1.1  Format of this lecture series

This course consists of about 14 lectures on the subject of surface science. The scope of the series is to give a brief introduction into some important concepts in the physics and chemistry of solid surfaces. It is probably appropriate to start with a few warnings / disclaimers:

I gratefully acknowledge the help from my colleagues David Adams and Flemming Besenbacher. I have used a lot of electronic pictures and lecture notes from David in this document. Many of the other images are made by Erik Holst Mortensen. I am very grateful for this professional help.

1.2  Introduction

This course deals with some aspects of the physics and chemistry of surfaces and interfaces. Surfaces and interfaces are everywhere and many related phenomena are common in daily life (texture, friction, surface-tension, corrosion, heterogeneous catalysis). We are here concerned with understanding the microscopic properties of surfaces, asking questions like: what is the atomic structure of the surface compared to that of the bulk? What happens to the electronic properties and vibrational properties upon creating a surface? What happens in detail when we adsorb an atom or a molecule on a surface? In some cases, establishing a connection to the macroscopic surface phenomena is possible in others the microscopic origin of these phenomena is still completely unclear. We will mostly concentrate on simple model systems like the clean and defect-free surface of a single-crystal substrate. Such things do of course only exist in theory but the technological progress in the last 30 years (see below) has made it possible to get close to this ideal. This together with the progress in surface science theory makes it meaningful to compare experimental results to first-principles calculations. Why does one want to study surfaces and interfaces in the first place? Here are some motivating aspects.

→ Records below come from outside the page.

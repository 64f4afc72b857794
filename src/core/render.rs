//! Renderer module
//!
//! Turns a ResultSet of codes and errors into jsonl, json, md or raw text.

use clap::ValueEnum;
use serde::Serialize;

use crate::core::model::{Kind, ResultItem, ResultSet};

/// Output format
#[derive(Debug, Clone, Copy, PartialEq, Eq, Default, ValueEnum)]
pub enum OutputFormat {
    /// One JSON object per line
    #[default]
    Jsonl,
    /// A single JSON array
    Json,
    /// Markdown table of codes plus an error list
    #[value(name = "md", alias = "markdown")]
    Markdown,
    /// One code (or URL) per line
    Raw,
}

/// Renders result sets in one output format
#[derive(Debug, Clone, Copy, Default)]
pub struct Renderer {
    pub format: OutputFormat,
    /// Indent JSON output (jsonl/json only)
    pub pretty: bool,
}

impl Renderer {
    pub fn new(format: OutputFormat, pretty: bool) -> Self {
        Self { format, pretty }
    }

    pub fn render(&self, result_set: &ResultSet) -> String {
        let items = &result_set.items;
        match self.format {
            OutputFormat::Jsonl => {
                let sep = if self.pretty { "\n\n" } else { "\n" };
                items
                    .iter()
                    .map(|item| self.to_json(item))
                    .collect::<Vec<_>>()
                    .join(sep)
            }
            OutputFormat::Json => self.to_json(items),
            OutputFormat::Markdown => markdown(items),
            OutputFormat::Raw => items.iter().map(raw_line).collect::<Vec<_>>().join("\n"),
        }
    }

    fn to_json<T: Serialize + ?Sized>(&self, value: &T) -> String {
        let json = if self.pretty {
            serde_json::to_string_pretty(value)
        } else {
            serde_json::to_string(value)
        };
        // Result items hold only strings and integers
        json.unwrap_or_default()
    }
}

fn markdown(items: &[ResultItem]) -> String {
    let mut output = String::new();

    let (codes, errors): (Vec<&ResultItem>, Vec<&ResultItem>) =
        items.iter().partition(|item| item.kind == Kind::Code);

    if !errors.is_empty() {
        output.push_str("## Errors\n\n");
        for item in errors {
            let at = item.line.map(|l| format!("line {}: ", l)).unwrap_or_default();
            for error in &item.errors {
                output.push_str(&format!("- {}**{}**: {}\n", at, error.code, error.message));
            }
        }
        output.push('\n');
    }

    if !codes.is_empty() {
        let with_urls = codes.iter().any(|item| item.url.is_some());

        output.push_str("## Codes\n\n");
        output.push_str(if with_urls {
            "| Value | Code | URL |\n|---:|---|---|\n"
        } else {
            "| Value | Code |\n|---:|---|\n"
        });
        for item in codes {
            let value = item.value.map(|v| v.to_string()).unwrap_or_default();
            output.push_str(&format!(
                "| {} | `{}` |",
                value,
                item.code.as_deref().unwrap_or_default()
            ));
            if with_urls {
                output.push_str(&format!(" {} |", item.url.as_deref().unwrap_or_default()));
            }
            output.push('\n');
        }
        output.push('\n');
    }

    output
}

/// Codes print as-is (or as their URL); errors as `!CODE message`
fn raw_line(item: &ResultItem) -> String {
    match item.kind {
        Kind::Code => item
            .url
            .as_deref()
            .or(item.code.as_deref())
            .unwrap_or_default()
            .to_string(),
        Kind::Error => item
            .errors
            .iter()
            .map(|e| format!("!{} {}", e.code, e.message))
            .collect::<Vec<_>>()
            .join("\n"),
    }
}

#[cfg(test)]
mod tests {
    use super::*;
    use crate::codec::encode;
    use crate::core::model::ItemError;
    use serde_json::Value;

    fn mixed_set() -> ResultSet {
        let mut result_set = ResultSet::new();
        result_set.push(ResultItem::code(61, encode(61)));
        result_set.push(
            ResultItem::error(ItemError::new("TYPE_ERROR", "Argument not int error")).with_line(2),
        );
        result_set.push(ResultItem::code(62, encode(62)));
        result_set
    }

    #[test]
    fn test_jsonl_one_object_per_item() {
        let output = Renderer::new(OutputFormat::Jsonl, false).render(&mixed_set());
        let lines: Vec<Value> = output
            .lines()
            .map(|l| serde_json::from_str(l).unwrap())
            .collect();

        assert_eq!(lines.len(), 3);
        assert_eq!(lines[0]["code"], "000000Z");
        assert_eq!(lines[1]["kind"], "error");
        assert_eq!(lines[1]["line"], 2);
        assert_eq!(lines[2]["code"], "0000010");
    }

    #[test]
    fn test_jsonl_pretty_separates_items_with_blank_line() {
        let output = Renderer::new(OutputFormat::Jsonl, true).render(&mixed_set());
        assert_eq!(output.split("\n\n").count(), 3);
        assert!(output.contains("  \"code\": \"000000Z\""));
    }

    #[test]
    fn test_json_array_keeps_order() {
        let output = Renderer::new(OutputFormat::Json, false).render(&mixed_set());
        let items: Vec<Value> = serde_json::from_str(&output).unwrap();

        assert_eq!(items.len(), 3);
        assert_eq!(items[0]["value"], 61);
        assert_eq!(items[1]["errors"][0]["code"], "TYPE_ERROR");
    }

    #[test]
    fn test_markdown_empty() {
        let output = Renderer::new(OutputFormat::Markdown, false).render(&ResultSet::new());
        assert!(output.is_empty());
    }

    #[test]
    fn test_markdown_codes_and_errors() {
        let output = Renderer::new(OutputFormat::Markdown, false).render(&mixed_set());

        assert!(output.contains("## Errors"));
        assert!(output.contains("- line 2: **TYPE_ERROR**: Argument not int error"));
        assert!(output.contains("## Codes"));
        assert!(output.contains("| 62 | `0000010` |"));
        assert!(!output.contains("URL"));
    }

    #[test]
    fn test_markdown_url_column() {
        let mut result_set = ResultSet::new();
        result_set
            .push(ResultItem::code(62, encode(62)).with_url("https://sho.rt/0000010"));

        let output = Renderer::new(OutputFormat::Markdown, false).render(&result_set);

        assert!(output.contains("| Value | Code | URL |"));
        assert!(output.contains("| 62 | `0000010` | https://sho.rt/0000010 |"));
    }

    #[test]
    fn test_raw_codes_and_errors() {
        let output = Renderer::new(OutputFormat::Raw, false).render(&mixed_set());
        assert_eq!(output, "000000Z\n!TYPE_ERROR Argument not int error\n0000010");
    }

    #[test]
    fn test_raw_prefers_url() {
        let mut result_set = ResultSet::new();
        result_set.push(ResultItem::code(0, encode(0)).with_url("https://sho.rt/0000000"));

        let output = Renderer::new(OutputFormat::Raw, false).render(&result_set);
        assert_eq!(output, "https://sho.rt/0000000");
    }

    #[test]
    fn test_format_names() {
        assert_eq!(
            OutputFormat::from_str("md", true).unwrap(),
            OutputFormat::Markdown
        );
        assert_eq!(
            OutputFormat::from_str("MARKDOWN", true).unwrap(),
            OutputFormat::Markdown
        );
        assert!(OutputFormat::from_str("yaml", true).is_err());
    }
}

One of the most important motivations in surface science is the understanding of heterogeneous catalysis . The fact that the presence of a solid could accelerate a chemical reaction without modifying the solid was first discovered in the early 19th century. Knowledge about catalysis has then rapidly grown and been the basis of the developing chemical industry. In the beginning, the microscopic mechanism of the catalytic process was, of course, unknown. Much was tried and “good” catalysts were made from experience. A typical surface science experiment on an “ideal” single crystal surface in ultra-high vacuum (UHV) is rather far away from the conditions a real catalyst is working in: the catalyst may be made of small metal particles dispersed on an inert substrate in a high pressure of gas at elevated temperature. Nevertheless, the surface science approach can give important information about many fundamental processes in catalysis. But there are of course situations where this is not enough. Therefore one tries to move into a direction where one is closer to the real catalyst but still very controlled. One can, for example, study the catalytic properties of well-defined metal clusters on a well-defined surface. The ultimate goal is of course to really understand the catalytic reaction in all steps and to improve the catalyst (make it cheaper or more efficient).

Closely related to this is the issue of corrosion. Questions are: What are the chemical reactions leading to corrosion? How do they take place on the surface and what can we do to prevent them?

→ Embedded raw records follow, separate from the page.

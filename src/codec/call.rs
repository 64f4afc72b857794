//! Dynamic calling convention for the encoder
//!
//! Callers that cannot be checked at compile time (JSON argument lists on the
//! command line, batch input lines) go through `call`, which validates arity
//! and argument type before handing a `u64` to the encoder.

use serde_json::Value;
use thiserror::Error;

use super::{encode_with, EncodeError, OverflowPolicy, ShortCode};

/// Errors reported at the call boundary
#[derive(Debug, Clone, PartialEq, Eq, Error)]
pub enum CallError {
    /// Wrong number of arguments
    #[error("Call error. Use: shorturl.encode(int)")]
    Arity { got: usize },

    /// The argument is not a non-negative machine integer
    #[error("Argument not int error")]
    Type { got: String },

    #[error(transparent)]
    Encode(#[from] EncodeError),

    /// The argument list itself is not valid JSON
    #[error("Malformed arguments: {0}")]
    Malformed(String),
}

impl CallError {
    /// Stable error code used in result items
    pub fn code(&self) -> &'static str {
        match self {
            CallError::Arity { .. } => "ARITY_ERROR",
            CallError::Type { .. } => "TYPE_ERROR",
            CallError::Encode(err) => err.code(),
            CallError::Malformed(_) => "MALFORMED",
        }
    }

    /// What the caller actually passed, for diagnostics
    pub fn detail(&self) -> String {
        match self {
            CallError::Arity { got } => format!("got {} argument(s)", got),
            CallError::Type { got } => format!("got {}", got),
            CallError::Encode(err) => err.to_string(),
            CallError::Malformed(reason) => reason.clone(),
        }
    }
}

/// Parse a JSON argument list.
///
/// A top-level array is the argument list; any other JSON value is a single argument.
pub fn parse_args(text: &str) -> Result<Vec<Value>, CallError> {
    let value: Value =
        serde_json::from_str(text.trim()).map_err(|e| CallError::Malformed(e.to_string()))?;
    Ok(match value {
        Value::Array(args) => args,
        other => vec![other],
    })
}

/// Invoke the encoder with an untyped argument list.
///
/// Returns the validated integer together with its code.
pub fn call(args: &[Value], policy: OverflowPolicy) -> Result<(u64, ShortCode), CallError> {
    let [arg] = args else {
        return Err(CallError::Arity { got: args.len() });
    };

    let value = arg.as_u64().ok_or_else(|| CallError::Type {
        got: type_name(arg).to_string(),
    })?;

    tracing::trace!(value, "encoding call argument");
    Ok((value, encode_with(value, policy)?))
}

fn type_name(value: &Value) -> &'static str {
    match value {
        Value::Null => "null",
        Value::Bool(_) => "bool",
        Value::Number(n) if n.is_f64() => "float",
        Value::Number(_) => "negative int",
        Value::String(_) => "string",
        Value::Array(_) => "array",
        Value::Object(_) => "object",
    }
}

#[cfg(test)]
mod tests {
    use super::*;
    use crate::codec::CAPACITY;
    use serde_json::json;

    #[test]
    fn test_call_single_int() {
        let (value, code) = call(&[json!(62)], OverflowPolicy::Wrap).unwrap();
        assert_eq!(value, 62);
        assert_eq!(code, "0000010");
    }

    #[test]
    fn test_call_arity_error() {
        let err = call(&[], OverflowPolicy::Wrap).unwrap_err();
        assert_eq!(err, CallError::Arity { got: 0 });
        assert_eq!(err.to_string(), "Call error. Use: shorturl.encode(int)");
        assert_eq!(err.code(), "ARITY_ERROR");
        assert_eq!(err.detail(), "got 0 argument(s)");

        let err = call(&[json!(1), json!(2)], OverflowPolicy::Wrap).unwrap_err();
        assert_eq!(err, CallError::Arity { got: 2 });
    }

    #[test]
    fn test_call_type_error() {
        for arg in [
            json!("12"),
            json!(1.5),
            json!(true),
            json!(null),
            json!(-1),
            json!([1]),
            json!({"uid": 1}),
        ] {
            let err = call(&[arg.clone()], OverflowPolicy::Wrap).unwrap_err();
            assert_eq!(err.to_string(), "Argument not int error", "arg {}", arg);
            assert_eq!(err.code(), "TYPE_ERROR");
        }
    }

    #[test]
    fn test_call_type_error_reports_kind() {
        let err = call(&[json!(-5)], OverflowPolicy::Wrap).unwrap_err();
        assert_eq!(
            err,
            CallError::Type {
                got: "negative int".to_string()
            }
        );
        assert_eq!(err.detail(), "got negative int");
    }

    #[test]
    fn test_call_overflow_policies() {
        let (value, wrapped) = call(&[json!(CAPACITY)], OverflowPolicy::Wrap).unwrap();
        assert_eq!(value, CAPACITY);
        assert_eq!(wrapped, "0000000");

        let err = call(&[json!(CAPACITY)], OverflowPolicy::Reject).unwrap_err();
        assert_eq!(err.code(), "OUT_OF_RANGE");
        assert!(err.to_string().contains("does not fit"));
    }

    #[test]
    fn test_parse_args() {
        assert_eq!(parse_args("[1, 2]").unwrap(), vec![json!(1), json!(2)]);
        assert_eq!(parse_args(" 42 ").unwrap(), vec![json!(42)]);
        assert_eq!(parse_args("[]").unwrap(), Vec::<Value>::new());
        assert_eq!(parse_args("\"abc\"").unwrap(), vec![json!("abc")]);

        let err = parse_args("[1,").unwrap_err();
        assert_eq!(err.code(), "MALFORMED");
    }
}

Another reason for the growing interest in surfaces is related to the semiconductor industry. There is a strong need to build smaller and smaller structures to get higher integration on computer chips. One consequence of small structures is that the relative importance of the surfaces is increasing. Another, more practical, consequence is the need to build these structures with high precision and to have flat interfaces between them. This is also an issue in the growth of thin and ultra-thin films and multilayers needed for semiconductors, magnetic storage, coatings and so on. One wishes to learn how to grow thin and uniform films of material A on material B. Even if such a film growth is not possible (for example because A forms drops and clusters on B) one might still find a way to grow the film adding by using so-called “surfactants”. Surface Science research on semiconductor surfaces is much closer to the real technological world than the research in heterogeneous catalysis. Most semiconductor devices are made of Si, grown on the surface of a single-crystal waver.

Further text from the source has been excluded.